Yangına körükle gitmek...

İstanbul acayip bir şehir, bir sürü acayip insan, bir sürü acayip şey yapıyor yaşamak için. Bende acayip bir adamım. Bu ikili birleşince ortaya bir sürü acayipliğin çıkmasına da artık şaşırmıyorum ya da şaşırmama şaşırıyorum diyelim.

Çenemin yaylarının doğum sonrası ilk nanosaniye itibari ile normal insanlardan hallice gevşek olması sebebi ile her taksiye bindiğimde içimdeki acayip taksici abi/amca ile konuşmam gerektiğini sanki devamlı kulağıma fısıldıyor ve ben önlenemez şekilde taksici abi/amca ile konuşmaya başlıyorum. Bundan pek de memnunum aslında, bir daha büyük ihtimal ile hiç görmeyeceğim bir insan ile tanışmış, belli konularda fikirlerini dinlemiş, bazen eğlenmiş bazen sinirlenmiş olarak iniyorum her bindiğim taksiden. Bazen o taksici abi/amca üzerimde o kadar büyük etki bırakıyor ki zaman zaman hatırlamak ihtiyacı duyuyorum falan (mesela Meren'in gelişini kutlamak için Asithane'ye giderken bindiğimiz taksici amcanın yolda durup bize muz alması, arkasından da türlü acayip bilmeceler sorarak her bildiğimiz soru için taksimetre ücretinden indirim yapması gibi)

Fakat bugün olan daha önce olmamıştı.  Ulusoy firmasından aldığım otobüs biletini açığa almak için bindiğim takside daha nereye gideceğimi söyleyeme fırsat bırakmadan şu diyaloglar gelişti.

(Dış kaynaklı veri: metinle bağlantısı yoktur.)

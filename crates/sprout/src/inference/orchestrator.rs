//! Off-thread dispatch of inference jobs
//!
//! Every submission runs in its own task on the runtime the orchestrator was
//! built with, so callers outside that runtime can submit too. Each one
//! resolves to exactly one [`Outcome`]. Each [`Slot`] tracks only its latest submission: an older
//! handle still resolves, but reports itself as superseded so the caller can
//! drop the stale result.

use std::sync::atomic::{AtomicU64, Ordering};
use std::sync::Arc;

use tokio::runtime::Handle;
use tokio::sync::oneshot;
use tracing::{debug, warn};

use crate::error::{Result, SproutError};
use crate::inference::client::InferenceService;
use crate::inference::job::{RequestJob, Slot};

#[derive(Debug, Clone, Copy, PartialEq, Eq)]
pub enum FailureKind {
  /// Network, HTTP status or undecodable body
  Transport,
  /// The model answered but produced nothing usable
  Content,
}

/// Terminal result of one submission
#[derive(Debug, Clone, PartialEq, Eq)]
pub enum Outcome {
  Success { text: String },
  Failure { kind: FailureKind, message: String },
}

impl Outcome {
  pub fn success(text: impl Into<String>) -> Self {
    Self::Success { text: text.into() }
  }

  pub fn transport_failure(message: impl Into<String>) -> Self {
    Self::Failure { kind: FailureKind::Transport, message: message.into() }
  }

  pub fn content_failure(message: impl Into<String>) -> Self {
    Self::Failure { kind: FailureKind::Content, message: message.into() }
  }

  pub fn failure_kind(&self) -> Option<FailureKind> {
    match self {
      Self::Success { .. } => None,
      Self::Failure { kind, .. } => Some(*kind),
    }
  }

  /// Answer text on success, failure message otherwise
  pub fn message(&self) -> &str {
    match self {
      Self::Success { text } => text,
      Self::Failure { message, .. } => message,
    }
  }

  pub fn into_result(self) -> Result<String> {
    match self {
      Self::Success { text } => Ok(text),
      Self::Failure { kind: FailureKind::Content, message } => Err(SproutError::content(message)),
      Self::Failure { kind: FailureKind::Transport, message } => Err(SproutError::transport(message)),
    }
  }
}

impl From<Result<String>> for Outcome {
  fn from(result: Result<String>) -> Self {
    match result {
      Ok(text) => Self::success(text),
      Err(SproutError::Content { message }) => Self::content_failure(message),
      Err(other) => Self::transport_failure(other.to_string()),
    }
  }
}

#[derive(Default)]
struct SlotTracker {
  generations: [AtomicU64; 4],
}

impl SlotTracker {
  fn advance(&self, slot: Slot) -> u64 {
    self.generations[slot.index()].fetch_add(1, Ordering::AcqRel) + 1
  }

  fn current(&self, slot: Slot) -> u64 {
    self.generations[slot.index()].load(Ordering::Acquire)
  }
}

/// Runs jobs against an inference backend, one task per submission
#[derive(Clone)]
pub struct CallOrchestrator {
  service: Arc<dyn InferenceService>,
  tracker: Arc<SlotTracker>,
  runtime: Handle,
}

impl CallOrchestrator {
  /// Calls run on `runtime`; `submit` itself may be called from any thread.
  pub fn new(service: impl InferenceService + 'static, runtime: Handle) -> Self {
    Self { service: Arc::new(service), tracker: Arc::new(SlotTracker::default()), runtime }
  }

  /// Dispatch `job` on `slot`, superseding whatever the slot was tracking
  pub fn submit(&self, slot: Slot, job: RequestJob) -> CallHandle {
    let generation = self.tracker.advance(slot);
    let (sender, receiver) = oneshot::channel();
    let service = Arc::clone(&self.service);

    debug!(%slot, generation, model = job.model(), "submitting inference call");

    self.runtime.spawn(async move {
      let outcome = Outcome::from(service.generate(&job).await);
      if let Outcome::Failure { kind, message } = &outcome {
        warn!(%slot, generation, ?kind, "inference call failed: {message}");
      }
      // the handle may already be gone; nobody is left to tell
      let _ = sender.send(outcome);
    });

    CallHandle { slot, generation, tracker: Arc::clone(&self.tracker), receiver }
  }

  /// Generation of the most recent submission on `slot` (0 if none)
  pub fn current_generation(&self, slot: Slot) -> u64 {
    self.tracker.current(slot)
  }
}

/// Pending result of one submission
pub struct CallHandle {
  slot: Slot,
  generation: u64,
  tracker: Arc<SlotTracker>,
  receiver: oneshot::Receiver<Outcome>,
}

impl CallHandle {
  pub fn slot(&self) -> Slot {
    self.slot
  }

  pub fn generation(&self) -> u64 {
    self.generation
  }

  /// True once a later submission has been made on the same slot
  pub fn is_superseded(&self) -> bool {
    self.tracker.current(self.slot) != self.generation
  }

  /// Wait for the outcome, whether or not this handle was superseded
  pub async fn outcome(self) -> Outcome {
    match self.receiver.await {
      Ok(outcome) => outcome,
      Err(_) => Outcome::transport_failure("inference task ended without a result"),
    }
  }

  /// Block the current thread until the outcome arrives. For synchronous
  /// callers only; panics if called from inside an async context.
  pub fn blocking_outcome(self) -> Outcome {
    match self.receiver.blocking_recv() {
      Ok(outcome) => outcome,
      Err(_) => Outcome::transport_failure("inference task ended without a result"),
    }
  }

  /// Wait for the outcome, discarding it if the slot moved on meanwhile
  pub async fn current_outcome(self) -> Option<Outcome> {
    let slot = self.slot;
    let generation = self.generation;
    let tracker = Arc::clone(&self.tracker);

    let outcome = self.outcome().await;
    if tracker.current(slot) != generation {
      warn!(%slot, generation, "discarding superseded outcome");
      return None;
    }
    Some(outcome)
  }
}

Taksici abi: Merhaba, bir koku alıyor musunuz?

Ben: Hayır, nasıl bir koku almalıyım? (Tam bu noktada aklımdan Olasılıksız isimli kitaptaki hikaye geldi, Caine birşeyler olmadan önce acayip kokular duyuyordu, korktum :P)

Taksici abi: Nereye gideceğiz? 

Ben: Kadıköy/Rıhtım. Ulusoy önünde birkaç dakika bekleteceğim sizi

Bu diyalog sonrası ben ne kokmalıydı acaba diye düşünürken Acıbadem caddesine çıkmamızdan 30 saniye sonra sorularıma cevap buldum. Ön kaputun altından bir anda çıkan yoğun duman sonrası kokuyu ben değil yandan geçen arabalarda almış olmalıydı. Doğal olarak araba sağa çekildi ve inilip kaput açıldı. Yoğun duman dağıldıktan sonra gördükki sağda bulunan sigorta kutusu yanmış/erişmiş, alevler motorun diğer bölümlerindeki plastik aksamlara sıçramış ve yanmaya devam ediyordu.

Taksici abi motorun ailesi ile ilgili birkaç vecazda bulunduktan sonra bagaja doğru koşup bir şişe su alıp gelirken

Ben: Abi napıyorsun, bu alev su ile sönmez daha da büyür! Yok mu yangın söndürücün?

Taksici abi: Var ama eskidir, bilmiyorum

Ben: Yangına körükle gidilmez abicim

Taksici abi: Ne?

Ben: Hadi abi, hadi, tüpü çıkar...

diyaloğu ve arkasından neredeyse boyaları kazınmış yangın söndürme tüpü ile uğraşlardan sonra kurumaya yüz tutmuş birazcık köpük neyse ki durumu çok büyümeden kontrol altına almayı becerdi. Taksici abi Ümraniye'de bulunan servisi arayıp çekici araç istedi, bense bu noktadan sonra Kadıköy'e yürümenin daha olduğuna karar verdim.

Şimdi bu olanlara şaşırdığıma mı şaşırayım?